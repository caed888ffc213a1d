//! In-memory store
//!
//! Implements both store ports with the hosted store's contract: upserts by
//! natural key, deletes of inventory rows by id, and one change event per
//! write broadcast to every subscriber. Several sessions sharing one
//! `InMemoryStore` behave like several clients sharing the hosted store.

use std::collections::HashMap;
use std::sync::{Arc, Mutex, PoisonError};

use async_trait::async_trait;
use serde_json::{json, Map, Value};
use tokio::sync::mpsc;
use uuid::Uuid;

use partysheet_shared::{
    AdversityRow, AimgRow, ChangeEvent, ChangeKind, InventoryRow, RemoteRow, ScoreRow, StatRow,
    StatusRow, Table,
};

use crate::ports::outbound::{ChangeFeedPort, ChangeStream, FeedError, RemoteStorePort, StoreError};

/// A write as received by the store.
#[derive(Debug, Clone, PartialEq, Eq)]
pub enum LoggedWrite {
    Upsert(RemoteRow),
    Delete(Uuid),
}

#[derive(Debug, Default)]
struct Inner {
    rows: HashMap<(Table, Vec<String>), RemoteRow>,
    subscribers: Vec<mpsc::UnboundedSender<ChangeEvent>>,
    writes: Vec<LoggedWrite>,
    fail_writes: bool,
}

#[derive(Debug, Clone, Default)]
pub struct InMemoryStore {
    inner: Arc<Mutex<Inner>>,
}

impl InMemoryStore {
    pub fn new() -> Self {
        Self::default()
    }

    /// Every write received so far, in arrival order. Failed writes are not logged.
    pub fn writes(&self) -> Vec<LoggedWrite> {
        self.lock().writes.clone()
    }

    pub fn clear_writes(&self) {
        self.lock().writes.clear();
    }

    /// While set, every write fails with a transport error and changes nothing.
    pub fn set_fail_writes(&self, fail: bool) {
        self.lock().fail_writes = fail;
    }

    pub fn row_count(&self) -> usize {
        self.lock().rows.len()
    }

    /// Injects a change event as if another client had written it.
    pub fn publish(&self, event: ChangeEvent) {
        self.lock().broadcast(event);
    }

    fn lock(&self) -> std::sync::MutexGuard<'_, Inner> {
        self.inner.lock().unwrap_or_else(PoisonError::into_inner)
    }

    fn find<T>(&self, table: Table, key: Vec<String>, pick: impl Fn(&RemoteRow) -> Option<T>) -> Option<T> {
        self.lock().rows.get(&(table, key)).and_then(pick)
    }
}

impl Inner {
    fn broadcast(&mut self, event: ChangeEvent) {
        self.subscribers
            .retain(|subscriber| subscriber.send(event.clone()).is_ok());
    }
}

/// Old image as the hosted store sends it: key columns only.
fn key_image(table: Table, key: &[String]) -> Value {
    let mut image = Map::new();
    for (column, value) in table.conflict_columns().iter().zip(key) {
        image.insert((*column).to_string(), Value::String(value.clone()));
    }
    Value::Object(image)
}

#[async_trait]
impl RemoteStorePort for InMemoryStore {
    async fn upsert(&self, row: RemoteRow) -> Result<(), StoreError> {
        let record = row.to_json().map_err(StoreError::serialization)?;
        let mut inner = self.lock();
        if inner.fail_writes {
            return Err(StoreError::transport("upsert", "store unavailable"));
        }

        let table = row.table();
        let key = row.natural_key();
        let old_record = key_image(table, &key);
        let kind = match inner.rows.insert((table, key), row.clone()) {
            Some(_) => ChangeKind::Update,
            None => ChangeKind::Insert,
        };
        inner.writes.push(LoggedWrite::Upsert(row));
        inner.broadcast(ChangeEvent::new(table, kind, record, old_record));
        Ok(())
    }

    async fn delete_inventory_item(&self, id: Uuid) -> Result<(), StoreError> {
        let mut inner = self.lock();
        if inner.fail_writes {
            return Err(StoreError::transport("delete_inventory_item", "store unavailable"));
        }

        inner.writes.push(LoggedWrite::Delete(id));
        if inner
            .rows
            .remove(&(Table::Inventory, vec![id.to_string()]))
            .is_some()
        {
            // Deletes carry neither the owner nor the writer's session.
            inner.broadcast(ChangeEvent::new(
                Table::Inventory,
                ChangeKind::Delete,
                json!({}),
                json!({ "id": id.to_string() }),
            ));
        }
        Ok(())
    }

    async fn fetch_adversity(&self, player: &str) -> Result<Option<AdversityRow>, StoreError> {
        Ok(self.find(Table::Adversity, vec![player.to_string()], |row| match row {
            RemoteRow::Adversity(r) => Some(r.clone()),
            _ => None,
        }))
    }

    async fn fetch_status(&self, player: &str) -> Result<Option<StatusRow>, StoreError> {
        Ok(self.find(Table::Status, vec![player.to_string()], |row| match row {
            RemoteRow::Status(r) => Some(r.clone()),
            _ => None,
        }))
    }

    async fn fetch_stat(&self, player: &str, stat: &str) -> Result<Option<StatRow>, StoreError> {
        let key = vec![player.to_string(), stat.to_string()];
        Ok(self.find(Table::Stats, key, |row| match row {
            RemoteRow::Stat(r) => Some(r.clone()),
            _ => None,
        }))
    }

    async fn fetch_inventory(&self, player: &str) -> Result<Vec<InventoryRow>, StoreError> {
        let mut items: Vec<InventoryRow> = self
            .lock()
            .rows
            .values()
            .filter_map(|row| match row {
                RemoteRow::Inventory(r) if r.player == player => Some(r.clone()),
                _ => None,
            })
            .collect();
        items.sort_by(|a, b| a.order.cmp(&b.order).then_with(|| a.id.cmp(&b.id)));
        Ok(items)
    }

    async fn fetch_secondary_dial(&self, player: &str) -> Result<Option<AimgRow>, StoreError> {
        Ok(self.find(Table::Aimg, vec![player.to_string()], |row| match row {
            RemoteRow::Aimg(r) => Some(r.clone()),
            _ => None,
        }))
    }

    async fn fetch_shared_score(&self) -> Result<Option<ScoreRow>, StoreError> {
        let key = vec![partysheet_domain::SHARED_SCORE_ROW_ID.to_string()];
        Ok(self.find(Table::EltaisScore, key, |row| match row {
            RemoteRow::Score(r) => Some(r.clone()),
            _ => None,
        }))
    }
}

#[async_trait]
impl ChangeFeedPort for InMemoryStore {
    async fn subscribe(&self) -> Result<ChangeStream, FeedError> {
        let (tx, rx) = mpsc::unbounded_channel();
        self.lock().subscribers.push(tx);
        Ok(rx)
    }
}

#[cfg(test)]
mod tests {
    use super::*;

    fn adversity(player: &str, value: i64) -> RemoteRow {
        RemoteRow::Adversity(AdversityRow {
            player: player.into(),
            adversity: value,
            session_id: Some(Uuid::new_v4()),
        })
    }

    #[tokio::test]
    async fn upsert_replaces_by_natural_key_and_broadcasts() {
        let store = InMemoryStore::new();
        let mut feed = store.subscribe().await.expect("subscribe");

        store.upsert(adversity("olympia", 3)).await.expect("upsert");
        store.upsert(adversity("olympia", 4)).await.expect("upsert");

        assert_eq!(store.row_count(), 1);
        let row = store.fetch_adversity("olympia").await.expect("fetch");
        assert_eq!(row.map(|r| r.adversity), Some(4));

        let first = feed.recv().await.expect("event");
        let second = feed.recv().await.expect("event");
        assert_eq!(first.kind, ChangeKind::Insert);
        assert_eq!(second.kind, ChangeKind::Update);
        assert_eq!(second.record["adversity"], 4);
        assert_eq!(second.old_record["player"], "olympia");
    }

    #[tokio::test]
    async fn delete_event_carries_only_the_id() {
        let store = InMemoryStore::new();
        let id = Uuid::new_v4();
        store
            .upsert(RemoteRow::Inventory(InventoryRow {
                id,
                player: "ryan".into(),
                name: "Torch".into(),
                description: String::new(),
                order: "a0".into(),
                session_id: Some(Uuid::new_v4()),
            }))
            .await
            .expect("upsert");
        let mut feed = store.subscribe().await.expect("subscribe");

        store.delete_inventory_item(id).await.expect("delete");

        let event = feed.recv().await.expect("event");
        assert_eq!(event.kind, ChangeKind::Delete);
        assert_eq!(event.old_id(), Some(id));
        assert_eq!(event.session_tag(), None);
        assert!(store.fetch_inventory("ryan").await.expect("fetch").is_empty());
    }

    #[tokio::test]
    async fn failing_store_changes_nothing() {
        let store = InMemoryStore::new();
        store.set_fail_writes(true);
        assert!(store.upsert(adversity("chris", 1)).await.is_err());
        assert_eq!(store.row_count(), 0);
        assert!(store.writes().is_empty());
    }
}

-=-=-

WORK INSTRUCTIONS -
Starting from the first line of the records above, retype each line exactly up to and including the one that contains "sessions sharing one", and nothing more.

TASK OUTPUT -
repository caed888ffc213a1d
//! In-memory store
//!
//! Implements both store ports with the hosted store's contract: upserts by
//! natural key, deletes of inventory rows by id, and one change event per
//! write broadcast to every subscriber. Several sessions sharing one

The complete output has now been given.